Swiftly, precisely, silently, millimeter-wide metal leaflets slide back and forth inside a radiation machine, dispersing powerful beams with a colander-like effect. Each tiny opening appears just long enough to let high-energy radiation fall on its intended target.

This 50-gallon water-tank testing tank is inspected by Richard Popple. The tank recently was moved to its new home in the Hazelrig-Salter Radiation Oncology Center. Each piece of radiation equipment was tested after the move.
Normally the target is a tumor below the skin of a cancer patient, but on this particular day it is a series of prescribed underwater points in a 50-gallon test tank. The tank, part of an array of quality-assurance tests, sits in the spot where cancer patients lay on the treatment bed. 

The assurance testing measures the power and shape of the radiation beams, says Ivan Brezovich, Ph.D., chair of the Division of Radiation Physics in the Department of Radiation Oncology. 

"The water-tank testing is a good approximation of the way radiation beams behave inside the body because humans are more than half water," Brezovich says. "We have to commission each piece of radiation equipment before its use, whether it's an existing piece of technology that has been moved or a new machine that has just been installed." 

The latest test was performed for a radiation machine the department moved to its new home in the Hazelrig-Salter Radiation Oncology Center, housed under the same roof as the new UAB Women & Infants Center. 

Brezovich and his division colleagues ensure the radiation is confined to its target in treatment rooms sealed with thick concrete shielding and that the building's power grid, safety locks and other machines work properly. The physicists also contribute to radiation treatment plans and conduct research. 

Lately, the physicists are gathering reams of technical data and operational codes from relocated radiation machines to submit to state regulators who must approve UAB's request to treat patients with each moved or new machine. The first approval enabled treatments to begin March 9 in the Hazelrig-Salter center.

The move is nearly halfway complete, and it should be finished in July after crews relocate a machine from Wallace Tumor and install a new one still to be delivered, Brezovich says. In between, the radiation staff and equipment will be moved into the new center, including the department's radioactive materials used for more specialized treatments like implantable and injected radioactive isotopes. 

Dawn of new day

When the final box is unpacked, the new center will be capable of delivering more than 30,000 treatments annually though the UAB Comprehensive Cancer Center's team-approach to care. 

Radiation oncology Chair James A. Bonner, M.D., says this state-of-the-art treatment space reflects advancements and trends in his field that depend on a diverse mix of experts including oncologists, medical physicists, dosimetrists, radiation therapists, nurses, social workers and others. Oncology also has  developed a new focus of multi-session, lower-dose treatments that more  accurately target tumors and avoid healthy tissue. These treatments are often  termed radiosurgery.

A majority of treatments given in the new Hazelrig-Salter center will be done with one of several linear accelerators referred to as a linac.

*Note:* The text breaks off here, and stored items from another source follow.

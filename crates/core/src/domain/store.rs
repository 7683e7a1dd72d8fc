//! Shared parameter store ("tree")
//!
//! Maps every declared key to its current value. The store is filled once,
//! single-threaded, before audio starts; afterwards it is shared behind an
//! `Arc` and accessed through `&self` only:
//! - control surfaces write with [`ParameterStore::set`] from any thread
//! - the audio thread reads through pre-resolved [`ParameterHandle`]s
//!
//! Every key owns its own atomic word, so reads never block and never see a
//! half-written value. There is no store-wide lock.

use crate::domain::error::{RackError, Result};
use crate::domain::parameter::{ParameterKind, ParameterValue};
use std::collections::HashMap;
use std::sync::atomic::{AtomicU32, Ordering};
use tracing::{debug, trace};

/// Pre-resolved index of a key in one particular store
#[derive(Debug, Clone, Copy, PartialEq, Eq, Hash)]
pub struct ParameterHandle(usize);

impl ParameterHandle {
    pub fn index(&self) -> usize {
        self.0
    }
}

#[derive(Debug)]
struct Slot {
    name: String,
    kind: ParameterKind,
    bits: AtomicU32,
}

impl Slot {
    #[inline]
    fn load(&self) -> ParameterValue {
        self.kind.decode(self.bits.load(Ordering::Relaxed))
    }

    #[inline]
    fn store(&self, value: ParameterValue) {
        self.bits.store(self.kind.encode(value), Ordering::Relaxed);
    }
}

/// Key → current value map with per-key atomic storage
#[derive(Debug, Default)]
pub struct ParameterStore {
    index: HashMap<String, usize>,
    slots: Vec<Slot>,
}

impl ParameterStore {
    pub fn new() -> Self {
        Self::default()
    }

    /// Insert a key exactly once.
    ///
    /// Fails with a configuration error if the key exists or the initial
    /// value does not lie in the declared domain; the store is unchanged
    /// in both cases.
    pub fn register(
        &mut self,
        name: &str,
        kind: ParameterKind,
        initial: ParameterValue,
    ) -> Result<()> {
        if self.index.contains_key(name) {
            return Err(RackError::DuplicateParameter(name.to_string()));
        }

        let value = kind.coerce(name, initial).map_err(|e| RackError::InvalidParameter {
            name: name.to_string(),
            reason: e.to_string(),
        })?;
        if value != initial {
            return Err(RackError::InvalidParameter {
                name: name.to_string(),
                reason: format!("initial value {:?} outside declared range", initial),
            });
        }

        let slot = Slot {
            name: name.to_string(),
            kind,
            bits: AtomicU32::new(kind.encode(value)),
        };

        self.index.insert(name.to_string(), self.slots.len());
        self.slots.push(slot);

        debug!(name, kind = kind.type_name(), ?value, "Registered parameter");
        Ok(())
    }

    pub fn len(&self) -> usize {
        self.slots.len()
    }

    pub fn is_empty(&self) -> bool {
        self.slots.is_empty()
    }

    pub fn contains(&self, name: &str) -> bool {
        self.index.contains_key(name)
    }

    /// Registered keys in registration order
    pub fn names(&self) -> impl Iterator<Item = &str> + '_ {
        self.slots.iter().map(|slot| slot.name.as_str())
    }

    pub fn kind(&self, name: &str) -> Result<ParameterKind> {
        self.slot(name).map(|slot| slot.kind)
    }

    /// Resolve a key once, for allocation-free reads later
    pub fn handle(&self, name: &str) -> Result<ParameterHandle> {
        self.index
            .get(name)
            .map(|&i| ParameterHandle(i))
            .ok_or_else(|| RackError::ParameterNotFound(name.to_string()))
    }

    pub fn get(&self, name: &str) -> Result<ParameterValue> {
        self.slot(name).map(Slot::load)
    }

    /// Read for contexts that must not fail.
    ///
    /// A missing key is a programming error: it trips a debug assertion, and
    /// release builds fall back to `Float(0.0)`.
    pub fn value_or_default(&self, name: &str) -> ParameterValue {
        match self.slot(name) {
            Ok(slot) => slot.load(),
            Err(_) => {
                debug_assert!(false, "parameter {} read before registration", name);
                ParameterValue::Float(0.0)
            }
        }
    }

    /// Write a value, returning what was actually stored.
    ///
    /// Continuous values are clamped into `[min, max]`. Discrete values
    /// outside their domain, NaN, and mismatched kinds are rejected and the
    /// previous value is kept.
    pub fn set(&self, name: &str, value: ParameterValue) -> Result<ParameterValue> {
        let slot = self.slot(name)?;
        let stored = slot.kind.coerce(name, value)?;
        slot.store(stored);
        trace!(name, ?stored, "Parameter set");
        Ok(stored)
    }

    /// Audio-thread read by handle
    ///
    /// The handle must come from this store.
    #[inline]
    pub fn load(&self, handle: ParameterHandle) -> ParameterValue {
        self.slots[handle.0].load()
    }

    /// Audio-thread read in positional-argument form
    #[inline]
    pub fn load_f32(&self, handle: ParameterHandle) -> f32 {
        let slot = &self.slots[handle.0];
        slot.kind.decode_f32(slot.bits.load(Ordering::Relaxed))
    }

    /// Current value of every key, in registration order
    pub fn snapshot(&self) -> Vec<(String, ParameterValue)> {
        self.slots
            .iter()
            .map(|slot| (slot.name.clone(), slot.load()))
            .collect()
    }

    /// Put every key back to its declared default
    pub fn reset_to_defaults(&self) {
        for slot in &self.slots {
            slot.store(slot.kind.default_value());
        }
        debug!(count = self.slots.len(), "Parameters reset to defaults");
    }

    fn slot(&self, name: &str) -> Result<&Slot> {
        self.index
            .get(name)
            .map(|&i| &self.slots[i])
            .ok_or_else(|| RackError::ParameterNotFound(name.to_string()))
    }
}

Linac technology emits beams from hundreds of angles that can be adjusted and targeted based on detailed body scans. Most are equipped to follow real-time changes inside a patient, such as breathing and tumor movement. 

"All this high-tech radiation technology starts with the physicists, even the design of the building," says Brezovich. He points to a set of well-worn Hazelrig-Salter center blueprints in his office, complete with safety and technical details. 

Brezovich's division is a national leader in research and technical ability, propelling UAB forward in the use of leading-edge technology like radiosurgery and IMRT (intensity-modulated radiation therapy). One manufacturer already is negotiating with UAB to help premiere a new radiation-therapy system that could further revolutionize cancer care, says division physicist Richard Popple, Ph.D

Popple says it is gratifying to work among five other physicists who contribute to patient care and continue to make strides in the science behind medical radiation. "Other cancer centers have only one physicist and they hope for the best," he says.